The awards honour the best new designs
Liverpool's best buildings
By Paul Coslett
How would you choose Liverpool’s best new buildings? The LAS Design Awards honours architecture that has made a mark on the city.
The buildings that have transformed Liverpool in the recent period of regeneration have been recognised by the Liverpool Architectural Society in their 2008 LAS Design Awards.
Founded in 1848 the Liverpool Architectural Society is one of the world's oldest architectural societies, linked to the Royal Institute of British Architects.
Mushtaq Saleri, President of the Liverpool Architectural Society says the awards give exposure to the numerous architects and designers working on projects who might not be recognised in RIBA's national or regional awards, "We just felt that because the national awards is so big a lot of local practices don’t always get recognition for some of their work in Liverpool, so we thought we’d try and break it down further."
Shortlisted Liver Street Car Park
Ben Johnson who recently completed a cityscape painting of Liverpool joined fellow judges Roger Stephenson of Stephenson Bell and Kieran Long editor of the Architects Journal to go through the shortlisted buildings.

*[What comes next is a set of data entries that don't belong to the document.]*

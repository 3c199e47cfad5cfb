//! Workbook import - splits the flat Destatis projection sheet into
//! per-scenario tables.

use crate::error::{BevError, BevResult};
use crate::types::{ScenarioCode, ScenarioSet, ScenarioTable, SCENARIO_MARKER, STATE_COUNT};
use calamine::{open_workbook, Data, Range, Reader, Xlsx};
use std::path::{Path, PathBuf};
use tracing::debug;

/// Extractor for the flat projection workbook.
///
/// The sheet carries a header row (label column plus one column per year)
/// followed by scenario blocks: a marker row whose label contains
/// [`SCENARIO_MARKER`], then one row per federal state.
pub struct ScenarioExtractor {
    path: PathBuf,
}

impl ScenarioExtractor {
    /// Create a new extractor for the given workbook path.
    pub fn new<P: AsRef<Path>>(path: P) -> Self {
        Self {
            path: path.as_ref().to_path_buf(),
        }
    }

    /// Read the workbook's first worksheet and split it into one table per
    /// scenario, in marker order.
    pub fn extract(&self) -> BevResult<ScenarioSet> {
        let mut workbook: Xlsx<_> = open_workbook(&self.path)
            .map_err(|e| BevError::Format(format!("Failed to open workbook: {}", e)))?;

        // The projection sheet is the first sheet in the workbook.
        let sheet_name = workbook
            .sheet_names()
            .first()
            .cloned()
            .ok_or_else(|| BevError::Format("Workbook has no worksheets".to_string()))?;
        let range = workbook
            .worksheet_range(&sheet_name)
            .map_err(|e| BevError::Format(format!("Failed to read worksheet: {}", e)))?;

        split_scenarios(&range)
    }
}

/// Split a projection sheet into per-scenario tables.
///
/// Row 0 is the header; the remaining rows are scanned top to bottom for
/// marker labels. Each marker is followed by up to [`STATE_COUNT`] state
/// rows - fewer if the sheet ends early, which is accepted as-is.
pub fn split_scenarios(range: &Range<Data>) -> BevResult<ScenarioSet> {
    let (height, width) = range.get_size();

    if width == 0 {
        return Err(BevError::Format(
            "Worksheet has no label column".to_string(),
        ));
    }

    let years = year_headers(range, width);
    let mut set = ScenarioSet::new();

    for row in 1..height {
        // Only string labels can be markers; numeric or missing label
        // cells never start a block.
        let label = match range.get((row, 0)) {
            Some(Data::String(s)) => s,
            _ => continue,
        };
        if !label.contains(SCENARIO_MARKER) {
            continue;
        }

        let code = ScenarioCode::from_marker_label(label);
        let table = collect_block(range, row + 1, height, width, &years);
        debug!(code = %code, rows = table.row_count(), "found scenario block");
        set.insert(code, table);
    }

    Ok(set)
}

/// Year column headers: every header after the label column, truncated to
/// its first 4 characters ("2022 (Basisjahr)" becomes "2022").
fn year_headers(range: &Range<Data>, width: usize) -> Vec<String> {
    let mut years = Vec::with_capacity(width - 1);
    for col in 1..width {
        let header = match range.get((0, col)) {
            Some(Data::Empty) | None => format!("col_{}", col),
            Some(cell) => cell.to_string(),
        };
        years.push(header.chars().take(4).collect());
    }
    years
}

/// Collect the state rows following a marker row into a table.
fn collect_block(
    range: &Range<Data>,
    start: usize,
    height: usize,
    width: usize,
    years: &[String],
) -> ScenarioTable {
    let mut table = ScenarioTable::new(years.to_vec());

    let end = (start + STATE_COUNT).min(height);
    for row in start..end {
        let state = match range.get((row, 0)) {
            Some(Data::Empty) | None => String::new(),
            Some(cell) => cell.to_string(),
        };

        let mut values = Vec::with_capacity(width - 1);
        for col in 1..width {
            values.push(cell_to_f64(range.get((row, col))));
        }
        table.push_row(state, values);
    }

    table
}

/// Numeric cell value, NaN for anything that is not a number.
fn cell_to_f64(cell: Option<&Data>) -> f64 {
    match cell {
        Some(Data::Float(f)) => *f,
        Some(Data::Int(i)) => *i as f64,
        _ => f64::NAN,
    }
}
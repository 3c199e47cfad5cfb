//! Workbook export - writes an extracted scenario set to a clean workbook,
//! one worksheet per scenario code.

use crate::error::{BevError, BevResult};
use crate::types::{ScenarioSet, STATE_COLUMN};
use rust_xlsxwriter::Workbook;
use std::path::Path;
use tracing::debug;

/// Writes one worksheet per scenario: the state column plus a column per
/// projected year.
pub struct SplitWriter {
    set: ScenarioSet,
}

impl SplitWriter {
    pub fn new(set: ScenarioSet) -> Self {
        Self { set }
    }

    /// Write the split workbook to the given path.
    pub fn write(&self, output_path: &Path) -> BevResult<()> {
        let mut workbook = Workbook::new();

        for (code, table) in self.set.iter() {
            let worksheet = workbook.add_worksheet();
            worksheet
                .set_name(code.as_str())
                .map_err(|e| BevError::Export(format!("Failed to set worksheet name: {}", e)))?;

            // Header row
            worksheet
                .write_string(0, 0, STATE_COLUMN)
                .map_err(|e| BevError::Export(format!("Failed to write header: {}", e)))?;
            for (col, year) in table.years().iter().enumerate() {
                worksheet
                    .write_string(0, col as u16 + 1, year)
                    .map_err(|e| BevError::Export(format!("Failed to write header: {}", e)))?;
            }

            // One row per state; non-numeric source cells stay blank.
            for (row, (state, values)) in table.iter_rows().enumerate() {
                let row = row as u32 + 1;
                worksheet
                    .write_string(row, 0, state)
                    .map_err(|e| BevError::Export(format!("Failed to write state: {}", e)))?;
                for (col, value) in values.iter().enumerate() {
                    if value.is_nan() {
                        continue;
                    }
                    worksheet
                        .write_number(row, col as u16 + 1, *value)
                        .map_err(|e| BevError::Export(format!("Failed to write value: {}", e)))?;
                }
            }

            debug!(code = %code, "wrote scenario worksheet");
        }

        workbook
            .save(output_path)
            .map_err(|e| BevError::Export(format!("Failed to save workbook: {}", e)))?;

        Ok(())
    }
}
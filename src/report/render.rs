//! Terminal rendering for reports

use crate::report::{ExtremesScenario, GrowthScenario, Report, TrendScenario};
use crate::types::{ScenarioCode, STATE_COLUMN};
use colored::Colorize;

/// Width of the state-name column; "Mecklenburg-Vorpommern" is the longest.
const STATE_WIDTH: usize = 24;

/// Print a report to the terminal, one block per scenario.
pub fn print_report(report: &Report) {
    match report {
        Report::Trend { title, scenarios } => print_trend(title, scenarios),
        Report::Growth {
            title,
            footnote,
            scenarios,
        } => print_growth(title, footnote, scenarios),
        Report::Extremes { title, scenarios } => print_extremes(title, scenarios),
    }
}

fn print_trend(title: &str, scenarios: &[TrendScenario]) {
    println!("{}", format!("📊 {}", title).bold().cyan());

    for scenario in scenarios {
        let width = STATE_WIDTH + (scenario.years.len() + 1) * 10;
        println!("\n{}", format!("Scenario {}", scenario.code).bright_blue().bold());
        println!("{}", "─".repeat(width));

        print!("{:<24}", STATE_COLUMN.bold());
        for year in &scenario.years {
            print!("{:>10}", year.bold());
        }
        println!("{:>10}", "Change".bold());
        println!("{}", "─".repeat(width));

        for row in &scenario.rows {
            print!("{:<24}", row.state);
            for value in &row.values {
                print!("{:>10}", fmt_value(*value));
            }
            println!("{:>10}", fmt_signed(row.change));
        }
        println!("{}", "─".repeat(width));

        print_assumptions(&scenario.code);
    }

    println!("\n   Population in thousands.");
}

fn print_growth(title: &str, footnote: &str, scenarios: &[GrowthScenario]) {
    println!("{}", format!("📊 {}", title).bold().cyan());

    for scenario in scenarios {
        let has_group = scenario.rows.iter().any(|r| r.group.is_some());
        let width = STATE_WIDTH + 30 + if has_group { 8 } else { 0 };

        println!("\n{}", format!("Scenario {}", scenario.code).bright_blue().bold());
        println!("{}", "─".repeat(width));

        print!(
            "{:<24}{:>10}{:>10}{:>10}",
            STATE_COLUMN.bold(),
            scenario.first_year.bold(),
            scenario.last_year.bold(),
            "Growth".bold()
        );
        if has_group {
            print!("{:>8}", "Group".bold());
        }
        println!();
        println!("{}", "─".repeat(width));

        for row in &scenario.rows {
            let growth = fmt_value(row.growth_pct);
            let growth = if row.growth_pct >= 100.0 {
                growth.green()
            } else {
                growth.red()
            };
            print!(
                "{:<24}{:>10}{:>10}{:>10}",
                row.state,
                fmt_value(row.first),
                fmt_value(row.last),
                growth
            );
            if let Some(ref group) = row.group {
                print!("{:>8}", group.cyan());
            }
            println!();
        }
        println!("{}", "─".repeat(width));

        print_assumptions(&scenario.code);
    }

    println!("\n   {}", format!("*{}", footnote).italic().dimmed());
}

fn print_extremes(title: &str, scenarios: &[ExtremesScenario]) {
    println!("{}", format!("📊 {}", title).bold().cyan());

    for scenario in scenarios {
        let width = STATE_WIDTH + 30;
        println!("\n{}", format!("Scenario {}", scenario.code).bright_blue().bold());
        println!("{}", "─".repeat(width));
        println!(
            "{:<24}{:>10}{:>10}{:>10}",
            STATE_COLUMN.bold(),
            scenario.first_year.bold(),
            scenario.last_year.bold(),
            "Change".bold()
        );
        println!("{}", "─".repeat(width));

        for row in &scenario.rows {
            let change = format!("{:+.2}%", row.change_pct);
            let change = if row.change_pct >= 0.0 {
                change.green()
            } else {
                change.red()
            };
            println!(
                "{:<24}{:>10}{:>10}{:>10}",
                row.state,
                fmt_value(row.first),
                fmt_value(row.last),
                change
            );
        }
        println!("{}", "─".repeat(width));

        print_assumptions(&scenario.code);
    }

    println!("\n   Population in thousands.");
}

fn print_assumptions(code: &str) {
    if let Some(assumptions) = ScenarioCode::new(code).assumptions() {
        for line in assumptions.describe() {
            println!("   {}", line.dimmed());
        }
    }
}

fn fmt_value(v: f64) -> String {
    if v.is_nan() {
        "-".to_string()
    } else {
        format!("{:.1}", v)
    }
}

fn fmt_signed(v: f64) -> String {
    if v.is_nan() {
        "-".to_string()
    } else {
        format!("{:+.1}", v)
    }
}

The award’s summer deadline was too early for many of the designs of the new Liverpool One development to be included but Mushtaq Saleri says a building that did qualify is the Liver Street Car Park "The car park and link bridge which are by the same architect was one of the few Liverpool One schemes that was permitted.
The judges felt that as a brief a car park is a pretty awful brief, it’s a big blank space but what Wilkinson Eyre [the architects] have shown is that you can actually express it well, it’s detailed well, it can actually contribute to the city.
"It does say you can do something, you can be a bit more imaginative and it also shows that with a good client such as Grosvenor things like a link bridge which could easily have been a steel bridge with railings on it became one of the most interesting footbridges in this part of the world."
Overall Mushtaq thinks that the Liverpool One development has had a positive effect on the city centre, "What’s good about things in Liverpool One is you start to see where investment linked with quality can make a difference and actually there’s some interesting design there.
"You look at some other cities which have had new shopping centres, there’s one in Derby that is very much a solid block that’s been dropped on the city.
"Here with different designers there’s actually a good variety."
Liverpool has a wealth of historical architecture with many groundbreaking buildings in the city centre, Mushtaq Saleri is particularly fond of the Grade 1 listed Oriel Chambers on Water Street which includes a cast iron frame with a glass facade, "You can walk past Oriel Chambers and not realise the historical context and importance and that it’s such an important building," Mushtaq explains.
"Also the Royal Liver Building, not necessarily for the iconic nature of it, but the construction technique and the cladding system was a forerunner of a lot of high rise skyscrapers.
"It’s important we’ve got that historical backdrop, I do some teaching at the university and we’re lucky here because we can use a lot of buildings to show students and they can learn directly from buildings rather than looking in magazines.
The award judges
"You can take them down and show them Oriel Chambers."
Despite the considerable investment in the city centre Mushtaq says he’s still concerned for some of the older buildings and laments some of the losses of the post war period, "There are so many examples of buildings at risk.
"The Sailors’ Home that I never got a chance to see, but you could see the remnants of it.
"I remember as a student doing research about that building.
"Also across the road the Casartelli building that fell down and has been rebuilt, but there is the question of ‘Is it authentic?’
"You find examples of that everywhere you go in Liverpool, it’s probably no more different than other cities but its disappointing when you know that there was quality there before.
"However we shouldn’t dwell too much but make sure that the historic buildings we’re left with we can find good uses for.
The Casartelli building was demolished.
"There are a lot of buildings in Liverpool that need some interesting solutions; it is just finding people with the vision to implement those solutions that is tricky."
The current credit crunch may have some impact on the areas construction industry but Mushtaq hopes it won’t be too deep, “Hopefully the current financial crisis won’t affect the city as much as others, I think its inevitable in the next few years we’ll see some schemes perhaps not moving so quickly as we thought they would.
The buildings included in the 2008 awards stand in stark contrast to earlier examples erected when there was less investment in Liverpool
"Comparing building now with some that were put up 15 years ago there’s very little comparison you can make as they’re so different," Mushtaq Saleri says.
"Just walking along The Strand you can see the infill buildings there that were put up in the 1980’s and early 1990’s, and there’s just no response to context.
"I think when you look at comparing architecture and art for example the difference is you can choose not to go into an art gallery whereas people can’t choose not to walk past or use a building every day of the year.
"That’s the good and bad thing about architecture, everyone is a critic and everyone has to engage with architecture."